By definition, leaders must make decisions, have a vision, set a course, and possess that indefinable quality of magnetism that inspires other to follow. Of course, the tactical decisions of how implement that strategic direction could, and probably should, be informed by those who will eventually carry them out. Great leaders such as George Washington gathered all the counsel they could, deliberated extensively (when possible) and then made the final decision. Washington, specifically, was known for taking his time when making a significant decision, then implementing it with an absolute determination to overcome every obstacle.

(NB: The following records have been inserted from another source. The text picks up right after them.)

use std::fmt;

use ed25519_dalek::{Signer, SigningKey, Verifier, VerifyingKey};
use sha2::{Digest, Sha256};
use zeroize::{Zeroize, ZeroizeOnDrop};

use crate::error::{CustodyError, Result};
use crate::random::fill_random;

/// Length of the wallet master secret
pub const MASTER_SECRET_LEN: usize = 32;

/// Root secret of a wallet's signing keypair. Wiped on drop.
#[derive(Zeroize, ZeroizeOnDrop)]
pub(crate) struct MasterSecret([u8; MASTER_SECRET_LEN]);

impl MasterSecret {
    pub(crate) fn generate() -> Result<Self> {
        let mut secret = MasterSecret([0u8; MASTER_SECRET_LEN]);
        fill_random(&mut secret.0)?;
        Ok(secret)
    }

    /// Takes the bytes produced by share reconstruction
    pub(crate) fn from_slice(bytes: &[u8]) -> Result<Self> {
        if bytes.len() != MASTER_SECRET_LEN {
            return Err(CustodyError::InvalidShares(format!(
                "reconstructed secret is {} bytes, expected {MASTER_SECRET_LEN}",
                bytes.len()
            )));
        }
        let mut secret = MasterSecret([0u8; MASTER_SECRET_LEN]);
        secret.0.copy_from_slice(bytes);
        Ok(secret)
    }

    pub(crate) fn as_bytes(&self) -> &[u8; MASTER_SECRET_LEN] {
        &self.0
    }
}

/// Ed25519 signing keypair derived from the master secret
///
/// The master secret is used directly as the Ed25519 seed; the wallet address
/// is the base58 encoding of the public key.
pub struct WalletKeypair {
    signing_key: SigningKey,
}

impl WalletKeypair {
    pub(crate) fn from_master_secret(secret: &MasterSecret) -> Self {
        Self {
            signing_key: SigningKey::from_bytes(secret.as_bytes()),
        }
    }

    pub fn public_key_bytes(&self) -> [u8; 32] {
        self.signing_key.verifying_key().to_bytes()
    }

    pub fn verifying_key(&self) -> VerifyingKey {
        self.signing_key.verifying_key()
    }

    /// Public wallet address
    pub fn address(&self) -> String {
        address_from_public_key(&self.public_key_bytes())
    }

    pub fn sign(&self, message: &[u8]) -> [u8; 64] {
        self.signing_key.sign(message).to_bytes()
    }

    pub fn verify(&self, message: &[u8], signature: &[u8; 64]) -> bool {
        let signature = ed25519_dalek::Signature::from_bytes(signature);
        self.signing_key
            .verifying_key()
            .verify(message, &signature)
            .is_ok()
    }
}

impl fmt::Debug for WalletKeypair {
    fn fmt(&self, f: &mut fmt::Formatter<'_>) -> fmt::Result {
        f.debug_struct("WalletKeypair")
            .field("address", &self.address())
            .finish_non_exhaustive()
    }
}

pub fn address_from_public_key(public_key: &[u8; 32]) -> String {
    bs58::encode(public_key).into_string()
}

/// Keeps only hex digits of a scanned card identifier, lowercased
///
/// # Example
/// ```
/// use keycustody::normalize_card_id;
///
/// assert_eq!(normalize_card_id("04:A2:1F:9C").unwrap(), "04a21f9c");
/// ```
pub fn normalize_card_id(raw: &str) -> Result<String> {
    let normalized: String = raw
        .chars()
        .filter(char::is_ascii_hexdigit)
        .map(|c| c.to_ascii_lowercase())
        .collect();
    if normalized.is_empty() {
        return Err(CustodyError::InvalidParameters(
            "card identifier contains no hex digits".into(),
        ));
    }
    Ok(normalized)
}

/// Lookup key for a physical card: hex SHA-256 of the normalized identifier.
/// The raw identifier is never stored.
pub fn hash_card_id(raw: &str) -> Result<String> {
    let normalized = normalize_card_id(raw)?;
    Ok(hex::encode(Sha256::digest(normalized.as_bytes())))
}

#[cfg(test)]
mod tests {
    use super::*;

    #[test]
    fn test_keypair_is_deterministic() {
        let secret = MasterSecret::from_slice(&[5u8; MASTER_SECRET_LEN]).unwrap();
        let a = WalletKeypair::from_master_secret(&secret);
        let b = WalletKeypair::from_master_secret(&secret);
        assert_eq!(a.address(), b.address());
        assert_eq!(
            bs58::decode(a.address()).into_vec().unwrap(),
            a.public_key_bytes().to_vec()
        );
    }

    #[test]
    fn test_distinct_secrets_give_distinct_addresses() {
        let a = WalletKeypair::from_master_secret(&MasterSecret::generate().unwrap());
        let b = WalletKeypair::from_master_secret(&MasterSecret::generate().unwrap());
        assert_ne!(a.address(), b.address());
    }

    #[test]
    fn test_sign_and_verify() {
        let keypair = WalletKeypair::from_master_secret(&MasterSecret::generate().unwrap());
        let signature = keypair.sign(b"transfer 1 token");
        assert!(keypair.verify(b"transfer 1 token", &signature));
        assert!(!keypair.verify(b"transfer 2 tokens", &signature));
    }

    #[test]
    fn test_master_secret_length_checked() {
        assert!(matches!(
            MasterSecret::from_slice(&[0u8; 31]),
            Err(CustodyError::InvalidShares(_))
        ));
    }

    #[test]
    fn test_card_normalization() {
        assert_eq!(normalize_card_id("04:A2:1F:9C").unwrap(), "04a21f9c");
        assert_eq!(normalize_card_id(" 04 a2-1f 9C\n").unwrap(), "04a21f9c");
        assert_eq!(normalize_card_id("xyz-04a2").unwrap(), "04a2");
        assert!(normalize_card_id("zz:yy").is_err());
    }

    #[test]
    fn test_card_hash_ignores_formatting() {
        let a = hash_card_id("04:A2:1F:9C").unwrap();
        let b = hash_card_id("04a21f9c").unwrap();
        assert_eq!(a, b);
        assert_eq!(a.len(), 64);
        assert_ne!(a, hash_card_id("04a21f9d").unwrap());
        assert!(!a.contains("04a21f9c"));
    }

    #[test]
    fn test_debug_hides_secret() {
        let secret = MasterSecret::from_slice(&[9u8; 32]).unwrap();
        let keypair = WalletKeypair::from_master_secret(&secret);
        let printed = format!("{keypair:?}");
        assert!(printed.contains(&keypair.address()));
        assert!(!printed.contains("signing_key"));
    }
}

Interestingly, I do not believe humility is innate to the natural leader. Think about it — to lead, even considering the deliberative and consultative process — implies one must know, at least to know better than others. To know, one must have confidence they possess unique insights, especially when the path selected is not in line with the “collective” wisdom of those consulted. (Douglass MacArthur, certainly not known for his humility, regularly overruled his advisors.) Humility, on the other hand, is an admission of not knowing. To be humble implies there is more to learn. Handled clumsily, excessive humility could leave the troops questioning a commander they need to have confidence in.
I could not write a constructive column every week if I was humble about the opinions being offered. In fact, I must work to keep humility out of it. I find the worst editorials, the “cop outs,” are those in which the writer says, “Some think this, others think that — what do you think?” When I read something, I want the writer to take a position, to tell me what he or she thinks, and to say it with confidence, with no apologies. Of course, I am free to disagree. Now, lest you think I’m arrogant. I know that I don’t know a heck of a lot. The key is that I must think I know about what I write.
To be clear, humility is one of the key ingredients of an excellent leader, because only with it will one be open to the continuous learning that is essential in a rapidly changing environment like healthcare IT. But to adopt an excessively humble demeanor would be a mistake. Of course, your employees want to be engaged in the decision-making process so their perspectives are taken into account but, after that, I don’t think they care what you decide. They just want someone to make a decision.
Balancing confidence, leadership and action with humility, deliberativeness, and introspection is critical to your success as a leader. Delve too far into the former camp and you’ll be tagged an arrogant jerk; too far into the latter and you’ll be known as weak and ineffectual. As always, our first president — a truly remarkable man by any standards — provides a good role model.